== PROBLEM ==
Filter the entries beneath this task, copying only the lines that hold the word "VectorIndex".

---*---

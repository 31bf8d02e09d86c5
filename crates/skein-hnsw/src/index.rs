//! HNSW index implementation.
//!
//! Implements the Hierarchical Navigable Small World algorithm for
//! approximate nearest neighbor search.

use crate::config::{EdgeMode, HnswConfig};
use crate::graph::{LayerGraph, NodeId};
use crate::layer::{GeometricLevelSampler, LevelSampler, Layers};
use crate::search::{greedy_descend, search_base_layer, Candidate};
use crate::{HnswError, Result};
use skein_vector::{
    Euclidean, Metric, PointId, PointStore, VectorError, VectorIndex, VectorMatch,
};

/// HNSW index.
///
/// Owns the point store, the layered graph and the global entry point.
/// Insertion takes `&mut self` and queries take `&self`; see
/// [`SharedHnswIndex`](crate::SharedHnswIndex) for a handle that can be
/// shared across threads.
pub struct HnswIndex<M: Metric = Euclidean> {
    /// Configuration
    config: HnswConfig,

    /// Point storage and distance metric
    pub(crate) store: PointStore<M>,

    /// Multi-layer graph structure
    pub(crate) layers: Layers,

    /// Entry point (a node on the highest layer)
    pub(crate) entry_point: Option<NodeId>,

    /// Current max layer in use
    pub(crate) max_level: usize,

    /// Level assignment for new nodes
    sampler: Box<dyn LevelSampler>,
}

impl HnswIndex<Euclidean> {
    /// Create a new HNSW index using Euclidean distance.
    ///
    /// # Arguments
    ///
    /// * `dimensions` - Vector dimensions
    /// * `config` - HNSW configuration parameters
    ///
    /// # Errors
    ///
    /// [`HnswError::InvalidParameter`] if `dimensions` is zero or the config
    /// does not validate.
    pub fn new(dimensions: usize, config: HnswConfig) -> Result<Self> {
        Self::with_metric(dimensions, config, Euclidean)
    }
}

impl<M: Metric> HnswIndex<M> {
    /// Create a new HNSW index with a custom metric.
    pub fn with_metric(dimensions: usize, config: HnswConfig, metric: M) -> Result<Self> {
        config.validate()?;
        if dimensions == 0 {
            return Err(HnswError::InvalidParameter("dimensions must be > 0".into()));
        }

        tracing::debug!(
            dimensions,
            m = config.m,
            max_layers = config.max_layers,
            ef_construction = config.ef_construction,
            edge_mode = ?config.edge_mode,
            metric = metric.name(),
            "creating HNSW index"
        );

        let layers = Layers::new(config.max_layers, config.m);
        let sampler = Box::new(GeometricLevelSampler::from_seed(config.seed));

        Ok(Self {
            store: PointStore::with_metric(dimensions, metric),
            layers,
            entry_point: None,
            max_level: 0,
            sampler,
            config,
        })
    }

    /// Replace the level sampler.
    ///
    /// Only meaningful before the first insertion.
    pub fn with_level_sampler(mut self, sampler: impl LevelSampler + 'static) -> Self {
        self.sampler = Box::new(sampler);
        self
    }

    /// Get configuration.
    pub fn config(&self) -> &HnswConfig {
        &self.config
    }

    /// Insert a vector and return its identifier.
    ///
    /// The vector is validated and neighbor candidates are gathered before
    /// anything is written, so an error leaves the index unchanged.
    pub fn insert(&mut self, vector: &[f32]) -> Result<PointId> {
        self.store.validate(vector)?;
        let node_id = self.store.next_id()?;

        let num_layers = self.layers.num_layers();
        let level = self.sampler.sample_level(num_layers).min(num_layers - 1);

        let candidates = match self.entry_point {
            Some(_) if level <= self.max_level => {
                self.search_candidates(vector, Some(node_id), self.config.ef_construction)?
            }
            _ => Vec::new(),
        };

        let stored = self.store.add(vector)?;
        debug_assert_eq!(stored, node_id);
        self.layers.add_node(node_id, level);

        if self.entry_point.is_none() || level > self.max_level {
            // A node that raises the ceiling starts out with no edges
            self.entry_point = Some(node_id);
            self.max_level = level;
            tracing::debug!(node_id, level, "inserted node as new entry point");
            return Ok(node_id);
        }

        self.connect_node(node_id, level, &candidates)?;

        tracing::debug!(
            node_id,
            level,
            candidates = candidates.len(),
            "inserted node"
        );

        Ok(node_id)
    }

    /// Approximate k nearest neighbors of `query`, closest first.
    ///
    /// A point whose id equals `exclude` is never returned. Each match
    /// carries the stored vector.
    ///
    /// # Errors
    ///
    /// - [`HnswError::InvalidParameter`] if `k` is zero
    /// - [`VectorError::DimensionMismatch`] / [`VectorError::InvalidVector`]
    ///   for a malformed query
    pub fn k_nearest(
        &self,
        query: &[f32],
        exclude: Option<PointId>,
        k: usize,
    ) -> Result<Vec<VectorMatch>> {
        if k == 0 {
            return Err(HnswError::InvalidParameter("k must be > 0".into()));
        }
        self.store.validate(query)?;

        self.search_candidates(query, exclude, k)?
            .into_iter()
            .map(|c| {
                let vector = self.store.get(c.node_id)?.to_vec();
                Ok(VectorMatch::with_vector(c.node_id, c.distance, vector))
            })
            .collect()
    }

    /// Approximate k nearest neighbors of an indexed point, excluding itself.
    pub fn k_nearest_to(&self, id: PointId, k: usize) -> Result<Vec<VectorMatch>> {
        let query = self.store.get(id)?.to_vec();
        self.k_nearest(&query, Some(id), k)
    }

    /// Pick the layer-0 starting node for a query.
    ///
    /// Every upper layer is descended from the global entry point rather
    /// than from the previous layer's result; only the layer-1 descent
    /// decides the outcome.
    fn find_entry(&self, query: &[f32]) -> Result<Option<NodeId>> {
        let Some(entry_point) = self.entry_point else {
            return Ok(None);
        };

        let mut best = entry_point;
        for layer in (1..=self.max_level).rev() {
            best = greedy_descend(&self.layers, &self.store, entry_point, query, layer)?;
        }

        tracing::trace!(entry_point, best, max_level = self.max_level, "refined entry");
        Ok(Some(best))
    }

    /// Entry refinement followed by the base-layer search.
    fn search_candidates(
        &self,
        query: &[f32],
        exclude: Option<NodeId>,
        k: usize,
    ) -> Result<Vec<Candidate>> {
        match self.find_entry(query)? {
            Some(entry) => search_base_layer(&self.layers, &self.store, entry, query, exclude, k),
            None => Ok(Vec::new()),
        }
    }

    /// Wire `node_id` to its candidates on every layer it belongs to.
    fn connect_node(
        &mut self,
        node_id: NodeId,
        level: usize,
        candidates: &[Candidate],
    ) -> Result<()> {
        let edge_mode = self.config.edge_mode;

        for layer in 0..=level {
            let Some(layer_graph) = self.layers.get_mut(layer) else {
                continue;
            };
            let max_degree = layer_graph.max_degree();

            for candidate in candidates {
                let neighbor_id = candidate.node_id;
                if neighbor_id == node_id {
                    continue;
                }

                let present = layer_graph.contains(neighbor_id);
                if !present && edge_mode == EdgeMode::Symmetric {
                    continue;
                }

                layer_graph.add_edge(node_id, neighbor_id);
                prune_neighbors(layer_graph, &self.store, node_id, max_degree)?;

                if present {
                    layer_graph.add_edge(neighbor_id, node_id);
                    prune_neighbors(layer_graph, &self.store, neighbor_id, max_degree)?;
                }
            }
        }

        Ok(())
    }

    /// Number of indexed points.
    pub fn len(&self) -> usize {
        self.store.len()
    }

    /// Check if the index is empty.
    pub fn is_empty(&self) -> bool {
        self.store.is_empty()
    }

    /// Vector dimensions.
    pub fn dimensions(&self) -> usize {
        self.store.dimensions()
    }

    /// Get a stored vector.
    pub fn get(&self, id: PointId) -> Result<&[f32]> {
        Ok(self.store.get(id)?)
    }

    /// Global entry point, `None` while the index is empty.
    pub fn entry_point(&self) -> Option<PointId> {
        self.entry_point
    }

    /// Highest layer currently holding a node.
    pub fn max_level(&self) -> usize {
        self.max_level
    }

    /// Level assigned to a point at insertion.
    pub fn level_of(&self, id: PointId) -> Result<usize> {
        self.layers
            .level_of(id)
            .ok_or(HnswError::Vector(VectorError::NotFound(id)))
    }

    /// Neighbor ids of a point on one layer.
    ///
    /// Empty if the point is not a member of that layer.
    pub fn neighbors(&self, id: PointId, layer: usize) -> Result<Vec<PointId>> {
        if !self.store.contains(id) {
            return Err(VectorError::NotFound(id).into());
        }
        Ok(self
            .layers
            .get(layer)
            .and_then(|g| g.neighbors(id))
            .map(|n| n.ids.clone())
            .unwrap_or_default())
    }
}

/// Keep only the `max_degree` neighbors of `owner` closest to it.
///
/// No-op while the list is within bounds.
fn prune_neighbors<M: Metric>(
    layer_graph: &mut LayerGraph,
    store: &PointStore<M>,
    owner: NodeId,
    max_degree: usize,
) -> Result<()> {
    let Some(neighbors) = layer_graph.neighbors(owner) else {
        return Ok(());
    };
    if neighbors.len() <= max_degree {
        return Ok(());
    }

    let mut scored = neighbors
        .iter()
        .map(|&neighbor_id| {
            store.distance(owner, neighbor_id).map(|distance| Candidate {
                node_id: neighbor_id,
                distance,
            })
        })
        .collect::<skein_vector::Result<Vec<_>>>()?;

    scored.sort();
    scored.truncate(max_degree);

    layer_graph.set_neighbors(owner, scored.into_iter().map(|c| c.node_id).collect());
    Ok(())
}

fn into_vector_error(err: HnswError) -> VectorError {
    match err {
        HnswError::Vector(e) => e,
        HnswError::InvalidParameter(msg) => VectorError::InvalidParameter(msg),
    }
}

impl<M: Metric> VectorIndex for HnswIndex<M> {
    fn insert(&mut self, vector: &[f32]) -> skein_vector::Result<PointId> {
        HnswIndex::insert(self, vector).map_err(into_vector_error)
    }

    fn search(
        &self,
        query: &[f32],
        exclude: Option<PointId>,
        k: usize,
    ) -> skein_vector::Result<Vec<VectorMatch>> {
        self.k_nearest(query, exclude, k).map_err(into_vector_error)
    }

    fn get(&self, id: PointId) -> skein_vector::Result<&[f32]> {
        self.store.get(id)
    }

    fn len(&self) -> usize {
        self.store.len()
    }

    fn dimensions(&self) -> usize {
        self.store.dimensions()
    }
}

---*---

== RESPONSE ==
    Euclidean, Metric, PointId, PointStore, VectorError, VectorIndex, VectorMatch,
impl<M: Metric> VectorIndex for HnswIndex<M> {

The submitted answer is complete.